**Task directions**
Among the records that follow, count the lines with the string "counted"; report only that count.

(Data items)
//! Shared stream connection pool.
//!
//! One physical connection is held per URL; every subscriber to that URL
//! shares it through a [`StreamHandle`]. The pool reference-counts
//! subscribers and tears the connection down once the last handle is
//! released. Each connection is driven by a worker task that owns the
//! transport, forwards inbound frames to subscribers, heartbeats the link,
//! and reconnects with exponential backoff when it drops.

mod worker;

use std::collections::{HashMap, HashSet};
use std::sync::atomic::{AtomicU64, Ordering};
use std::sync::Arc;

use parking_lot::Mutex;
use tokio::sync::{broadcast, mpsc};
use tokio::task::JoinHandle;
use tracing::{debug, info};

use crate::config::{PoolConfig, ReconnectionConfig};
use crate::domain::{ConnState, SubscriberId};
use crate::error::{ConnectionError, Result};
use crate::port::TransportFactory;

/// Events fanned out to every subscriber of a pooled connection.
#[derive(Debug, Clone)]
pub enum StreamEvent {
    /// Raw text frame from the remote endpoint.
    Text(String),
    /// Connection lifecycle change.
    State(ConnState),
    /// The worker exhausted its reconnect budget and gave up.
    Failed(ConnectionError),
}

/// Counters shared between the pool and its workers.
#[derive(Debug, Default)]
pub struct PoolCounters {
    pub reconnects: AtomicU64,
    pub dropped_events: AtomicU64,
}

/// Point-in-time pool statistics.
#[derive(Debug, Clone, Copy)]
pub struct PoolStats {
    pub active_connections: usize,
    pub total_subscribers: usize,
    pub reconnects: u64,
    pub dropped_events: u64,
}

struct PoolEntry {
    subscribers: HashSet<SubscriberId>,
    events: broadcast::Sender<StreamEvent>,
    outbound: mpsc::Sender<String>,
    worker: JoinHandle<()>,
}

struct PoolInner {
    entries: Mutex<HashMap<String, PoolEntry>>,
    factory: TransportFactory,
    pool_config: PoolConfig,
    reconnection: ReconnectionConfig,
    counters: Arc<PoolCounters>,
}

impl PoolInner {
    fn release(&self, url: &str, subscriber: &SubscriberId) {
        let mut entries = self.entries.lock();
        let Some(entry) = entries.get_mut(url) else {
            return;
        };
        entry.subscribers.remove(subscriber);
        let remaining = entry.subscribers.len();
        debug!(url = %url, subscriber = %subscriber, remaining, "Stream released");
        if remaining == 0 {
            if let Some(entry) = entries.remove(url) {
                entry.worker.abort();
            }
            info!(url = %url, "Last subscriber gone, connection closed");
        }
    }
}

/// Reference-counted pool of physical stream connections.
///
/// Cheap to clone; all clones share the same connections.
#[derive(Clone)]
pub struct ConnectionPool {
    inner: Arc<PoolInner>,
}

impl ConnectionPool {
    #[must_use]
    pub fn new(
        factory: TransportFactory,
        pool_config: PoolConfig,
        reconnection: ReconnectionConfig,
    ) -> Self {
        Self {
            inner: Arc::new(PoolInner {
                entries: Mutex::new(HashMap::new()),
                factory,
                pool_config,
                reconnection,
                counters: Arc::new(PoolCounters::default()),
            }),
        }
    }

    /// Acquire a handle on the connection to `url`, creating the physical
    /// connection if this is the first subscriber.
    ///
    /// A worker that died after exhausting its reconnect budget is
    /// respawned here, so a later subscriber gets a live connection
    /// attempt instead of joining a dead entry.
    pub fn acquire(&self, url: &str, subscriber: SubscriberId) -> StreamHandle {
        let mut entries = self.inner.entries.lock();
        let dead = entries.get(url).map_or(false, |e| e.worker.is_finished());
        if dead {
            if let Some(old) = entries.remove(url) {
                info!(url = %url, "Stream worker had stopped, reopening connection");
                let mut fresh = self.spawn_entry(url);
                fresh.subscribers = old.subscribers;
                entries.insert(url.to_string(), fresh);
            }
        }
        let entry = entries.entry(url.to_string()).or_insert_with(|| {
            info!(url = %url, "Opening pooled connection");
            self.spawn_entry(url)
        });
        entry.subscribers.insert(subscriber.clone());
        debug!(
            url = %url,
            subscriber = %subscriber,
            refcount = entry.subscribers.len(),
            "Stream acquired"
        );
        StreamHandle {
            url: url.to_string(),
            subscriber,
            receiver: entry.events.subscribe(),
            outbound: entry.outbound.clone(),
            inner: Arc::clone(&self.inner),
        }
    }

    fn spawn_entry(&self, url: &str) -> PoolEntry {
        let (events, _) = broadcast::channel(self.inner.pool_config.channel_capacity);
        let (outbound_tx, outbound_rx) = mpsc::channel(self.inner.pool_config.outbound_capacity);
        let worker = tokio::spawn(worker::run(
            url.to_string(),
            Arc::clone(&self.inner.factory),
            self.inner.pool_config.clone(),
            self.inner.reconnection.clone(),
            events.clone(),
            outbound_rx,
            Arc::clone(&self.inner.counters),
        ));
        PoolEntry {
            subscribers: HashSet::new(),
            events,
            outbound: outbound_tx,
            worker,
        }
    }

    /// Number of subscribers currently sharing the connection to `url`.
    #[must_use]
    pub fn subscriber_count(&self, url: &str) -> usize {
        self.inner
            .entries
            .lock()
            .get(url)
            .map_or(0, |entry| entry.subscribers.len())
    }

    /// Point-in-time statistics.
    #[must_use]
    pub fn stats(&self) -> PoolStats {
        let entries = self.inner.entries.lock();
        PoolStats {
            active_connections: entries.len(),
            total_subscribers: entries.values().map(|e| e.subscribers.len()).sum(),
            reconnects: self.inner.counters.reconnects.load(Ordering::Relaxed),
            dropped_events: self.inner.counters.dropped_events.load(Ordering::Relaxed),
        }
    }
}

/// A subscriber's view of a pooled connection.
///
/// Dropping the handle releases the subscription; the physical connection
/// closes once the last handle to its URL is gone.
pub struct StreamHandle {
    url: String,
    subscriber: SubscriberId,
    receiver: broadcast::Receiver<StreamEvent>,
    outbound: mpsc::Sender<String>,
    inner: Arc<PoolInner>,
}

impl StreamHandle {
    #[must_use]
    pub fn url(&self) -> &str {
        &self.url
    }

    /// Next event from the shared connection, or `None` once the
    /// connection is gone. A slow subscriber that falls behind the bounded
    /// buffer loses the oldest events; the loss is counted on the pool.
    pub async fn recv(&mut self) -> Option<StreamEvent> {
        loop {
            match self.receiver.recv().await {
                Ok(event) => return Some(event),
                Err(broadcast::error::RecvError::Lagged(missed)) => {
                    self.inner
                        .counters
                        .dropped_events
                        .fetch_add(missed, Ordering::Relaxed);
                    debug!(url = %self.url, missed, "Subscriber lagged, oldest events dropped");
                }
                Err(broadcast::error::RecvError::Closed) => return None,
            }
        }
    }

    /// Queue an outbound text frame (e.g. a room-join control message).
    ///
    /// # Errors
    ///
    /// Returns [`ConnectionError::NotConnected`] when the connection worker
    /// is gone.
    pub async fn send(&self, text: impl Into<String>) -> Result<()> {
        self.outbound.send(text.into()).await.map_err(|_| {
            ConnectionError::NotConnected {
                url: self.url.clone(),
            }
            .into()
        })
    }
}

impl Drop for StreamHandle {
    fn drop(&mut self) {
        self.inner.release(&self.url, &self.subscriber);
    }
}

**Task output**
2